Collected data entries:
▼

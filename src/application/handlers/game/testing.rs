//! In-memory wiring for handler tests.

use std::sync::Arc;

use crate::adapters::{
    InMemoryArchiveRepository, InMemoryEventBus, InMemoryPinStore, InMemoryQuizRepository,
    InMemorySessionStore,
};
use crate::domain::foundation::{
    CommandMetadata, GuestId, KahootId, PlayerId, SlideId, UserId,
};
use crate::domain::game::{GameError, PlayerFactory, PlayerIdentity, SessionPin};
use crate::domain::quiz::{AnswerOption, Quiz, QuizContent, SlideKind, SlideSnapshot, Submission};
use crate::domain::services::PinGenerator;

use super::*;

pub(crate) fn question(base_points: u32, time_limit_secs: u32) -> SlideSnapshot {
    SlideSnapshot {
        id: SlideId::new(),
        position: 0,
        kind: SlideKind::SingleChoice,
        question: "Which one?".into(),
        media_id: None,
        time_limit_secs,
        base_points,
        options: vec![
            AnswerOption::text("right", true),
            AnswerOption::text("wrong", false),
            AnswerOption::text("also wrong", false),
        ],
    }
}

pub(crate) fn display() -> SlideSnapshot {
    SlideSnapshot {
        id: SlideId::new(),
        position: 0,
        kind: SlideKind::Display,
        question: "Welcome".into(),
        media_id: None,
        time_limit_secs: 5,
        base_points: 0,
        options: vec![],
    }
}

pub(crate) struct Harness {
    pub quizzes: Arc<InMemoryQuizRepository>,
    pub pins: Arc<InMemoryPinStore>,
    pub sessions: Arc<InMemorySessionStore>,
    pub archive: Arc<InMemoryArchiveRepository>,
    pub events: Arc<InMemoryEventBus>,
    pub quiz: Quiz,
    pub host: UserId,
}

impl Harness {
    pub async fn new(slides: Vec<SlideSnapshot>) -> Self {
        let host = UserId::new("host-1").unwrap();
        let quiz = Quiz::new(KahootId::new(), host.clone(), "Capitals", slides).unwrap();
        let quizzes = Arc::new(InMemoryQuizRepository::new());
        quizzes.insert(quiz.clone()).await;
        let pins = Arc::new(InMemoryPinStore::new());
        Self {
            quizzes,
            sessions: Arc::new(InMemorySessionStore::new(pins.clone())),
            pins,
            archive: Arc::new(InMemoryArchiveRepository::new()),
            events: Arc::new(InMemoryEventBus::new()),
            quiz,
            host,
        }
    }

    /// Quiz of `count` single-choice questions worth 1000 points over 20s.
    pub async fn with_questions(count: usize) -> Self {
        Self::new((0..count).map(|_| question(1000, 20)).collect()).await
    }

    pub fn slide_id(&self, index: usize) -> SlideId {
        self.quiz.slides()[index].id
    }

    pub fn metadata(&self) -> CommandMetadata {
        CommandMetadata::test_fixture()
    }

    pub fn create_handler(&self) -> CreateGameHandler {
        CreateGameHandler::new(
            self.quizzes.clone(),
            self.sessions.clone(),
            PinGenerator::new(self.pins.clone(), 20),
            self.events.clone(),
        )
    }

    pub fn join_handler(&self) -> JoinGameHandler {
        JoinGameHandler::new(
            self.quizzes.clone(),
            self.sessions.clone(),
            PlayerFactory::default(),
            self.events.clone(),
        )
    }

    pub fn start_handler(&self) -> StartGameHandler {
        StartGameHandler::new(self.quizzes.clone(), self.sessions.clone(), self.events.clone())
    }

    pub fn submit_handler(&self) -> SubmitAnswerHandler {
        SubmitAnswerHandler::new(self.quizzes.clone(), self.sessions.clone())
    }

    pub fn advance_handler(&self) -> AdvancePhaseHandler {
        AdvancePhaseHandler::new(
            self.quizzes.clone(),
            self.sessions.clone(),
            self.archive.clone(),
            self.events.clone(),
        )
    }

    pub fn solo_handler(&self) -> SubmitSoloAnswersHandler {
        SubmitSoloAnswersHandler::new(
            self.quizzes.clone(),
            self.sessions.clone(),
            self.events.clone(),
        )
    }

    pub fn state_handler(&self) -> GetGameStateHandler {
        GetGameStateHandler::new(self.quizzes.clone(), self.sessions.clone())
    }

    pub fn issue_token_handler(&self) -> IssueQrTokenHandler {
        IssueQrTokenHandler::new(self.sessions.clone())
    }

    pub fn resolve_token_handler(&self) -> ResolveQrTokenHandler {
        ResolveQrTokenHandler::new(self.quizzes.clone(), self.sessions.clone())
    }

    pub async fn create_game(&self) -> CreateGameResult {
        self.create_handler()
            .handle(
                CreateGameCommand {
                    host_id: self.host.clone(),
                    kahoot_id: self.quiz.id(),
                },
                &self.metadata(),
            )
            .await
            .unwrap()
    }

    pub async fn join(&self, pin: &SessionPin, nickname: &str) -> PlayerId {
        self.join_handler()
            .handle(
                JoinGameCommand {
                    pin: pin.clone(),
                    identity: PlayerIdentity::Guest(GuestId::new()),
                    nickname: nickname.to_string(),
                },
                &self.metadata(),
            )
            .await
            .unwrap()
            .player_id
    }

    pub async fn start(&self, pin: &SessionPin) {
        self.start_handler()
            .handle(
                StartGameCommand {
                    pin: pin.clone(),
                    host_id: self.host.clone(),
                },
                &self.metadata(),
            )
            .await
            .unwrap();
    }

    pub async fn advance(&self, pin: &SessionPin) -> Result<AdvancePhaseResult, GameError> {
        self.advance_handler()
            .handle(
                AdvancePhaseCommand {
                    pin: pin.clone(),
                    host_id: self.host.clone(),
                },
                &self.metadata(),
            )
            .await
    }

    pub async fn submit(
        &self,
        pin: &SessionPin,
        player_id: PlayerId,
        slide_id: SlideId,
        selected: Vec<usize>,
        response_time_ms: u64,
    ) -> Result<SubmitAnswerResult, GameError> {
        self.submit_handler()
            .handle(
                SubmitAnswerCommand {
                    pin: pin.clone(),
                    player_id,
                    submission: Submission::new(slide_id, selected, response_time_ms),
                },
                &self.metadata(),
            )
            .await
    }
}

▲
▼

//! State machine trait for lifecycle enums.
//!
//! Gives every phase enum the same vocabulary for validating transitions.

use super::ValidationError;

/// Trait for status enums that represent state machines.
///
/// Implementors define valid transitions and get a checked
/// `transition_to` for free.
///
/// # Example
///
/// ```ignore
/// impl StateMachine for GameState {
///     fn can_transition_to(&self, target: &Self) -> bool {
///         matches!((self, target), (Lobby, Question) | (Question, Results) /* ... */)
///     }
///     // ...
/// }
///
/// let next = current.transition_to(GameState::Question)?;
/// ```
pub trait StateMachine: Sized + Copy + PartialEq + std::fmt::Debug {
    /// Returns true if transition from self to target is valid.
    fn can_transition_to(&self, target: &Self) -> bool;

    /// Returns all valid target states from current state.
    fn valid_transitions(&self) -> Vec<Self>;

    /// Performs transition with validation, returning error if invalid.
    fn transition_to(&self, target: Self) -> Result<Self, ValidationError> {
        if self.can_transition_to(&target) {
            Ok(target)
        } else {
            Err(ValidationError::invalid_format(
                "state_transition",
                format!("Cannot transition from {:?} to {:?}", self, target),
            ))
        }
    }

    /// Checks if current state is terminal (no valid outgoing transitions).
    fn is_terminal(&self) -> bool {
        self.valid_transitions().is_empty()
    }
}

▲
▼

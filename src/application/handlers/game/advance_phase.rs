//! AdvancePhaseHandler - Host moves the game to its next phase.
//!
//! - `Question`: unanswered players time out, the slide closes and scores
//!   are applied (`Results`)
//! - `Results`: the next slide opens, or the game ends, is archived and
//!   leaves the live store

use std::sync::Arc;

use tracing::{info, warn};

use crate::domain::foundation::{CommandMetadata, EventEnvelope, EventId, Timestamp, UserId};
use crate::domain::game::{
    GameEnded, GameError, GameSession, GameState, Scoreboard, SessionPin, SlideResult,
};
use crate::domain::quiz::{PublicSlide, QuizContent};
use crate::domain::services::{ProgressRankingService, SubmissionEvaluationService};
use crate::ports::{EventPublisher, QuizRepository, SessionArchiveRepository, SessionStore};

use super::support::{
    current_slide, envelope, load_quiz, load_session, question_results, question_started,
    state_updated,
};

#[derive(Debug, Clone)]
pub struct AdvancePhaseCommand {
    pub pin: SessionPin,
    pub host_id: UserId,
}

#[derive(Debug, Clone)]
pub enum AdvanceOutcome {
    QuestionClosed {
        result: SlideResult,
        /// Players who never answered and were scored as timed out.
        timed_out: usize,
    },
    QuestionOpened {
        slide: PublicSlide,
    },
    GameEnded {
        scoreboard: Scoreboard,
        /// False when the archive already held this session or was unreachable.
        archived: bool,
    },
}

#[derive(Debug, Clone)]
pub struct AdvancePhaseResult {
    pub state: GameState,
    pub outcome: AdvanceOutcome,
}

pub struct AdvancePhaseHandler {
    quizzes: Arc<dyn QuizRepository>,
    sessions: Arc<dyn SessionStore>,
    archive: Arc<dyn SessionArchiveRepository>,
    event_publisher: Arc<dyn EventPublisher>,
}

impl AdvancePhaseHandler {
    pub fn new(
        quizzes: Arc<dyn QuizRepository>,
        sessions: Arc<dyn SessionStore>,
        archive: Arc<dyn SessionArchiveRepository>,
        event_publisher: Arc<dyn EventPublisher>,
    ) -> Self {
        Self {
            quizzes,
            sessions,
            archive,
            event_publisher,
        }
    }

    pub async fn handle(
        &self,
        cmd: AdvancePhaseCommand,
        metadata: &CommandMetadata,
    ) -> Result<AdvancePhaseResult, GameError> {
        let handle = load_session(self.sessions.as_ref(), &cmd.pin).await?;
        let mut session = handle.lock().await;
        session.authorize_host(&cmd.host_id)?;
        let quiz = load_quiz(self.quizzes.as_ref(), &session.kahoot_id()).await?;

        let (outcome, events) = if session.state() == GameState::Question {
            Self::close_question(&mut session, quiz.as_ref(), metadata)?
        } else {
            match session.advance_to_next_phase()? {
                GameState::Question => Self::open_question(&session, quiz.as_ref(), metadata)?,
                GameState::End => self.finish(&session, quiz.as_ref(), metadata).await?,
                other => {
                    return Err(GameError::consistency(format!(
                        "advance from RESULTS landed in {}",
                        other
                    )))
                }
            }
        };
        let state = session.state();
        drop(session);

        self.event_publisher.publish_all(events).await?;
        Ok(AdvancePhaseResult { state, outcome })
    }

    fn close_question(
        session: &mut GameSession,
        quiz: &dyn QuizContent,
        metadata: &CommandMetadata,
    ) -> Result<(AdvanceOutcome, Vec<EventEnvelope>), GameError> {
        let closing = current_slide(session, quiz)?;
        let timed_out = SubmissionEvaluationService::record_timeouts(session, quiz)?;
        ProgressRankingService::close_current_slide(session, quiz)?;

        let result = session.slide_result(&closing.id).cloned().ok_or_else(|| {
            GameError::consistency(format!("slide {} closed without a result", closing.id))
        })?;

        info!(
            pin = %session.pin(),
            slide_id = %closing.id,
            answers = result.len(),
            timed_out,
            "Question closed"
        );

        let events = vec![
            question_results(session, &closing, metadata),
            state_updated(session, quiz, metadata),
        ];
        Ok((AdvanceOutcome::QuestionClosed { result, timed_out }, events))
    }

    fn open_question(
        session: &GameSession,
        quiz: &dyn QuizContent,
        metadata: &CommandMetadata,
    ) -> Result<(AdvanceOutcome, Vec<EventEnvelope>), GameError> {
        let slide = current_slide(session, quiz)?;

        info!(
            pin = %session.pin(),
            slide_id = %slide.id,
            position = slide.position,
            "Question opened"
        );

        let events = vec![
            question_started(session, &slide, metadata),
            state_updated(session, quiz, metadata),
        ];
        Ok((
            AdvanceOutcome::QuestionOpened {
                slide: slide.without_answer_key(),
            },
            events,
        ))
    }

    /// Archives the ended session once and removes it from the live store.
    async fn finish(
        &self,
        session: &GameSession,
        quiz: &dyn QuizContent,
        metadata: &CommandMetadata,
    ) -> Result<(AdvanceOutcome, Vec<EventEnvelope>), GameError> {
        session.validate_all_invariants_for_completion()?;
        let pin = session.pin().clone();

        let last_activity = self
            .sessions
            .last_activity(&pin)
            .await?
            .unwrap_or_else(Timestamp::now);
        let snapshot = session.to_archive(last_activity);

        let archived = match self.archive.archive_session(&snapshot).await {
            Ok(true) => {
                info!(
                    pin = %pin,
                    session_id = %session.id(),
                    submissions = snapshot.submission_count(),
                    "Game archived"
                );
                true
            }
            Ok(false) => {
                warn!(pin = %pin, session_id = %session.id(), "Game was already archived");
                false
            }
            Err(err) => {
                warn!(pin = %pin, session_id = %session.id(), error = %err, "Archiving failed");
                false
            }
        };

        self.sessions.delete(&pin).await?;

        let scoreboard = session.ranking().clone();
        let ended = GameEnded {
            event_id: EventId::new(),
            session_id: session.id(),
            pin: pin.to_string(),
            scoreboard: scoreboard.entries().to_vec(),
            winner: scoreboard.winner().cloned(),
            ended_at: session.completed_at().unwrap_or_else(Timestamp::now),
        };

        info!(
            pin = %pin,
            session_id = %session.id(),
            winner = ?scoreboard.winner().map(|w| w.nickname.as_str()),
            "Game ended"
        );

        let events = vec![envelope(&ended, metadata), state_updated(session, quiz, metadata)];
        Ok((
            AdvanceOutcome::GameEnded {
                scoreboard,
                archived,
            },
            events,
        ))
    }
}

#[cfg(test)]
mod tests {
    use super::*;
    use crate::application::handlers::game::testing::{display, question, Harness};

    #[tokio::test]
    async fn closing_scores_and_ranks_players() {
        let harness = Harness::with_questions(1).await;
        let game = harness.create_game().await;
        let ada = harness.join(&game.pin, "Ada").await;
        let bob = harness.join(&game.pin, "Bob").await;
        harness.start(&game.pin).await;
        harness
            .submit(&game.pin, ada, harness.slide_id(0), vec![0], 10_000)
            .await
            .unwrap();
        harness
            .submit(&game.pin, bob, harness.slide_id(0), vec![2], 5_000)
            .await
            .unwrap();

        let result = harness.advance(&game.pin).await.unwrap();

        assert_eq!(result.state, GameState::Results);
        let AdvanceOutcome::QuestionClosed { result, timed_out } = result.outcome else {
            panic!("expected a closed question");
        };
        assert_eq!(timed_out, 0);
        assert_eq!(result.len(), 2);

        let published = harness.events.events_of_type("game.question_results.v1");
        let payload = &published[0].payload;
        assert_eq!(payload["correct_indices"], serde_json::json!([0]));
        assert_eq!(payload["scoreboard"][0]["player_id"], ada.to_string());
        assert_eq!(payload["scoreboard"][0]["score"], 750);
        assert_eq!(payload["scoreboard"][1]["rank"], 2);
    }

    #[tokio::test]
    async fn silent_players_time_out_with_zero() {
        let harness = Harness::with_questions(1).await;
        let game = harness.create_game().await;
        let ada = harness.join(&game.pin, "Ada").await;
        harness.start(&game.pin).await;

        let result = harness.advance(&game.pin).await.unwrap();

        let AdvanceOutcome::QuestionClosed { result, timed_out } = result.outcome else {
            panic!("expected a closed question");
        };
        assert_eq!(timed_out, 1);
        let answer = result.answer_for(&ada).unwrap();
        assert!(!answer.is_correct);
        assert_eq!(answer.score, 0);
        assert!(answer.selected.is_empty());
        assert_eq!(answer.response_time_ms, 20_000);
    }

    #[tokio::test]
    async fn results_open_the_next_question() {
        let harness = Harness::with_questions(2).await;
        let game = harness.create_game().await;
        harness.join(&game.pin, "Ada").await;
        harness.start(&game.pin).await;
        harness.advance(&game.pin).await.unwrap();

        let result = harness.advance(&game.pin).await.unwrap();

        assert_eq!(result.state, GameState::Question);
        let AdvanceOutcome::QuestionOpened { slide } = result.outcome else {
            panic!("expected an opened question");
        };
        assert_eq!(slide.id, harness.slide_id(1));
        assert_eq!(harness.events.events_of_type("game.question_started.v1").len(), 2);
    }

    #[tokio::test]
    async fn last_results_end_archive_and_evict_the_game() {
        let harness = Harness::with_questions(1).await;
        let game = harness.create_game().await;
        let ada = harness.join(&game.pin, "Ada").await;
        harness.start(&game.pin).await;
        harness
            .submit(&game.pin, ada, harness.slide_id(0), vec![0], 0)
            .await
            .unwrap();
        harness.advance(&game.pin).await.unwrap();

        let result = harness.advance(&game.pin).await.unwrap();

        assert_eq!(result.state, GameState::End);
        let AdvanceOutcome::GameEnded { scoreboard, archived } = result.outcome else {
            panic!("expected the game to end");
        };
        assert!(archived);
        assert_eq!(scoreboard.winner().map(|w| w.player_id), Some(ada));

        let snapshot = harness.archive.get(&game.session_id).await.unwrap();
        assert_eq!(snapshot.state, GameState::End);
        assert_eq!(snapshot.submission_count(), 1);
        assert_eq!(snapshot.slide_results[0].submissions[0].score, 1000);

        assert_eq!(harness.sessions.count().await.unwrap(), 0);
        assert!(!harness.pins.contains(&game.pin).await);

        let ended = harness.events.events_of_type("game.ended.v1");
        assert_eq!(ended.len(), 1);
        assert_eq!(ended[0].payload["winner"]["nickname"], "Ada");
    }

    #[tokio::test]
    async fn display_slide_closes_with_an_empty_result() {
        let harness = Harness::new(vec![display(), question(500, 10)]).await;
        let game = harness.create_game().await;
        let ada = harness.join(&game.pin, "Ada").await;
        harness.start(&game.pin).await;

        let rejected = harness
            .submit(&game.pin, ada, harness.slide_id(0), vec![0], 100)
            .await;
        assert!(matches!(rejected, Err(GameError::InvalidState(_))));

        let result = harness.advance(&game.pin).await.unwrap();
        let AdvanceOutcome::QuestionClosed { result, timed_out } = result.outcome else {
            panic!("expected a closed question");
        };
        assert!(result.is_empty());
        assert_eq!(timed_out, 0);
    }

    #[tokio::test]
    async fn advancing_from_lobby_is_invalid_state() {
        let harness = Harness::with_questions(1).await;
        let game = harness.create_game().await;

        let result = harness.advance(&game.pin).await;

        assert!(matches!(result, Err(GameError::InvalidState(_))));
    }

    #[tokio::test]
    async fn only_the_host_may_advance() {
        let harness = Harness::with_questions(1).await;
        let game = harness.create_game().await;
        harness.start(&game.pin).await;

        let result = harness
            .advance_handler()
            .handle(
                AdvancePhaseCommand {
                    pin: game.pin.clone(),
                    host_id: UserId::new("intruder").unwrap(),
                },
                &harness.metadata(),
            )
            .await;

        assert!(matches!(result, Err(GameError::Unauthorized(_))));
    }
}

▲

Using the records above, copy each line that contains "consistency".

> _Completed exercise_
                    return Err(GameError::consistency(format!(
            GameError::consistency(format!("slide {} closed without a result", closing.id))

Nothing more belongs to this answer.